With the advent of mobile Internet and IoT era, various smart terminals generate a large amount of data at the edge of the network, and how to transmit and process these data at high speed poses a challenge to the traditional communication networks. Edge computing, as an emerging framework, can improve the communication capability and data processing capacity of traditional communication networks by improving their architecture. Edge server placement (ESP) technology is one of the key technologies of edge computing, which can effectively reduce data transmission delay and improve data processing efficiency by placing edge servers (ESs) with computing and data storage functions at base stations to sink some functions of the core network to the edge of the network.
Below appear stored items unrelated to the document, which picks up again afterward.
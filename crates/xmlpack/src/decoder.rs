//! Value model decoder: wire fragments back to `Value` trees.
//!
//! The structural inverse of the encoder. Variant dispatch is by element
//! name; `i4`/`int` and bare `<value>` text both decode as integers, and a
//! `<value>` with no typed child decodes as nil. Responses are untrusted, so
//! nesting depth is capped.

use chrono::NaiveDateTime;

use crate::encoder::DATE_TIME_FORMAT;
use crate::reader::Token;
use crate::reader::XmlReader;
use crate::types::Error;
use crate::types::Result;
use crate::types::Struct;
use crate::types::Value;

/// Hard ceiling on value nesting.
const MAX_DEPTH: usize = 64;

/// Extended ISO form some servers emit instead of the compact one.
const DATE_TIME_FORMAT_EXTENDED: &str = "%Y-%m-%dT%H:%M:%S";

/// Decodes a standalone wire fragment, the inverse of `encode_fragment`.
pub fn decode_fragment(src: &str) -> Result<Value> {
    let mut r = XmlReader::new(src);
    let mut text = String::new();
    loop {
        match r.next_token()? {
            Token::Text(t) => text.push_str(&t),
            Token::Open(tag) => {
                if tag == "value" {
                    return read_value_body(&mut r, 0);
                }
                return read_typed(&mut r, tag, 0);
            }
            Token::Empty(tag) => {
                if tag == "value" {
                    return Ok(Value::Nil);
                }
                return empty_element(tag);
            }
            Token::Close(_) => return Err(Error::Syntax(r.pos())),
            Token::Eof => {
                let t = text.trim();
                return if t.is_empty() {
                    Err(Error::UnexpectedEof)
                } else {
                    parse_int(t)
                };
            }
        }
    }
}

/// Reads the content of a `<value>` element whose open tag has already been
/// consumed, through its close tag.
///
/// Bare character data decodes as an integer; an element child is dispatched
/// by name; no content at all is nil.
pub fn read_value_body(r: &mut XmlReader<'_>, depth: usize) -> Result<Value> {
    if depth > MAX_DEPTH {
        return Err(Error::DepthLimit);
    }
    let mut text = String::new();
    loop {
        match r.next_token()? {
            Token::Text(t) => text.push_str(&t),
            Token::Open(tag) => {
                if !text.trim().is_empty() {
                    return Err(Error::Syntax(r.pos()));
                }
                let value = read_typed(r, tag, depth)?;
                r.expect_close("value")?;
                return Ok(value);
            }
            Token::Empty(tag) => {
                if !text.trim().is_empty() {
                    return Err(Error::Syntax(r.pos()));
                }
                let value = empty_element(tag)?;
                r.expect_close("value")?;
                return Ok(value);
            }
            Token::Close(name) if name == "value" => {
                let t = text.trim();
                return if t.is_empty() { Ok(Value::Nil) } else { parse_int(t) };
            }
            Token::Close(name) => {
                return Err(Error::MismatchedTag {
                    expected: "value".to_owned(),
                    found: name.to_owned(),
                })
            }
            Token::Eof => return Err(Error::UnexpectedEof),
        }
    }
}

/// Decodes one typed element whose open tag (`tag`) has been consumed,
/// through its close tag.
fn read_typed(r: &mut XmlReader<'_>, tag: &str, depth: usize) -> Result<Value> {
    match tag {
        "i4" | "int" => parse_int(r.text_content(tag)?.trim()),
        "boolean" => {
            // Anything other than the "0" token is truthy on the wire.
            let text = r.text_content(tag)?;
            Ok(Value::Bool(text.trim() != "0"))
        }
        "double" => {
            let text = r.text_content(tag)?;
            text.trim()
                .parse::<f64>()
                .map(Value::Double)
                .map_err(|_| Error::InvalidScalar {
                    tag: tag.to_owned(),
                    text,
                })
        }
        "string" => Ok(Value::String(r.text_content(tag)?)),
        "dateTime.iso8601" => {
            let text = r.text_content(tag)?;
            parse_datetime(text.trim()).ok_or(Error::InvalidScalar {
                tag: tag.to_owned(),
                text,
            })
        }
        "nil" => {
            r.text_content(tag)?;
            Ok(Value::Nil)
        }
        "array" => read_array(r, depth),
        "struct" => read_struct(r, depth),
        other => Err(Error::UnsupportedType(other.to_owned())),
    }
}

/// Decodes an element that appeared in self-closing form.
fn empty_element(tag: &str) -> Result<Value> {
    match tag {
        "nil" => Ok(Value::Nil),
        "string" => Ok(Value::String(String::new())),
        "struct" => Ok(Value::Struct(Struct::new())),
        "array" | "data" => Ok(Value::Array(Vec::new())),
        "i4" | "int" | "boolean" | "double" | "dateTime.iso8601" => Err(Error::InvalidScalar {
            tag: tag.to_owned(),
            text: String::new(),
        }),
        other => Err(Error::UnsupportedType(other.to_owned())),
    }
}

/// Reads `<data>` and every `<value>` child, resolving each child's inner tag
/// before recursing so nested structs and arrays keep full fidelity.
fn read_array(r: &mut XmlReader<'_>, depth: usize) -> Result<Value> {
    match r.next_element()? {
        Token::Open(name) if name == "data" => {}
        Token::Empty(name) if name == "data" => {
            r.expect_close("array")?;
            return Ok(Value::Array(Vec::new()));
        }
        Token::Close(name) if name == "array" => return Ok(Value::Array(Vec::new())),
        Token::Eof => return Err(Error::UnexpectedEof),
        _ => return Err(Error::Syntax(r.pos())),
    }
    let mut items = Vec::new();
    loop {
        match r.next_element()? {
            Token::Open(name) if name == "value" => items.push(read_value_body(r, depth + 1)?),
            Token::Empty(name) if name == "value" => items.push(Value::Nil),
            Token::Close(name) if name == "data" => break,
            Token::Close(name) => {
                return Err(Error::MismatchedTag {
                    expected: "data".to_owned(),
                    found: name.to_owned(),
                })
            }
            Token::Eof => return Err(Error::UnexpectedEof),
            _ => return Err(Error::Syntax(r.pos())),
        }
    }
    r.expect_close("array")?;
    Ok(Value::Array(items))
}

/// Reads `<member>` children in document order, appending to the output
/// struct in that order.
fn read_struct(r: &mut XmlReader<'_>, depth: usize) -> Result<Value> {
    let mut members = Struct::new();
    loop {
        match r.next_element()? {
            Token::Open(name) if name == "member" => {
                let (name, value) = read_member(r, depth)?;
                if members.contains_key(&name) {
                    return Err(Error::DuplicateMember(name));
                }
                members.insert(name, value);
            }
            Token::Empty(name) if name == "member" => return Err(Error::MissingMemberName),
            Token::Close(name) if name == "struct" => break,
            Token::Close(name) => {
                return Err(Error::MismatchedTag {
                    expected: "struct".to_owned(),
                    found: name.to_owned(),
                })
            }
            Token::Eof => return Err(Error::UnexpectedEof),
            _ => return Err(Error::Syntax(r.pos())),
        }
    }
    Ok(Value::Struct(members))
}

/// Reads one member's `<name>` and `<value>`; missing either is malformed.
fn read_member(r: &mut XmlReader<'_>, depth: usize) -> Result<(String, Value)> {
    let mut name: Option<String> = None;
    let mut value: Option<Value> = None;
    loop {
        match r.next_element()? {
            Token::Open(tag) if tag == "name" => name = Some(r.text_content("name")?),
            Token::Empty(tag) if tag == "name" => name = Some(String::new()),
            Token::Open(tag) if tag == "value" => value = Some(read_value_body(r, depth + 1)?),
            Token::Empty(tag) if tag == "value" => value = Some(Value::Nil),
            Token::Close(tag) if tag == "member" => break,
            Token::Close(tag) => {
                return Err(Error::MismatchedTag {
                    expected: "member".to_owned(),
                    found: tag.to_owned(),
                })
            }
            Token::Eof => return Err(Error::UnexpectedEof),
            _ => return Err(Error::Syntax(r.pos())),
        }
    }
    match (name, value) {
        (Some(name), Some(value)) => Ok((name, value)),
        (None, _) => Err(Error::MissingMemberName),
        (_, None) => Err(Error::MissingMemberValue),
    }
}

fn parse_int(text: &str) -> Result<Value> {
    text.parse::<i64>()
        .map(Value::Int)
        .map_err(|_| Error::InvalidScalar {
            tag: "int".to_owned(),
            text: text.to_owned(),
        })
}

fn parse_datetime(text: &str) -> Option<Value> {
    NaiveDateTime::parse_from_str(text, DATE_TIME_FORMAT)
        .or_else(|_| NaiveDateTime::parse_from_str(text, DATE_TIME_FORMAT_EXTENDED))
        .map(Value::DateTime)
        .ok()
}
In this paper, we study the k edge servers placement problem (KESP problem) in smart cities. We first elaborate it as a multi-objective optimization problem for optimal workload balancing and system delay under constraints. Then a modified multi-objective non-dominated sorting genetic algorithm with elite policy (MNSGA-II) is proposed to optimize this problem. Finally, simulations are performed based on real network datasets. The simulation results show that MNSGA-II reduces the system overhead by about 38.4%, 40.6%, and 59.3% on average compared to Random, K-Means, and Top-K.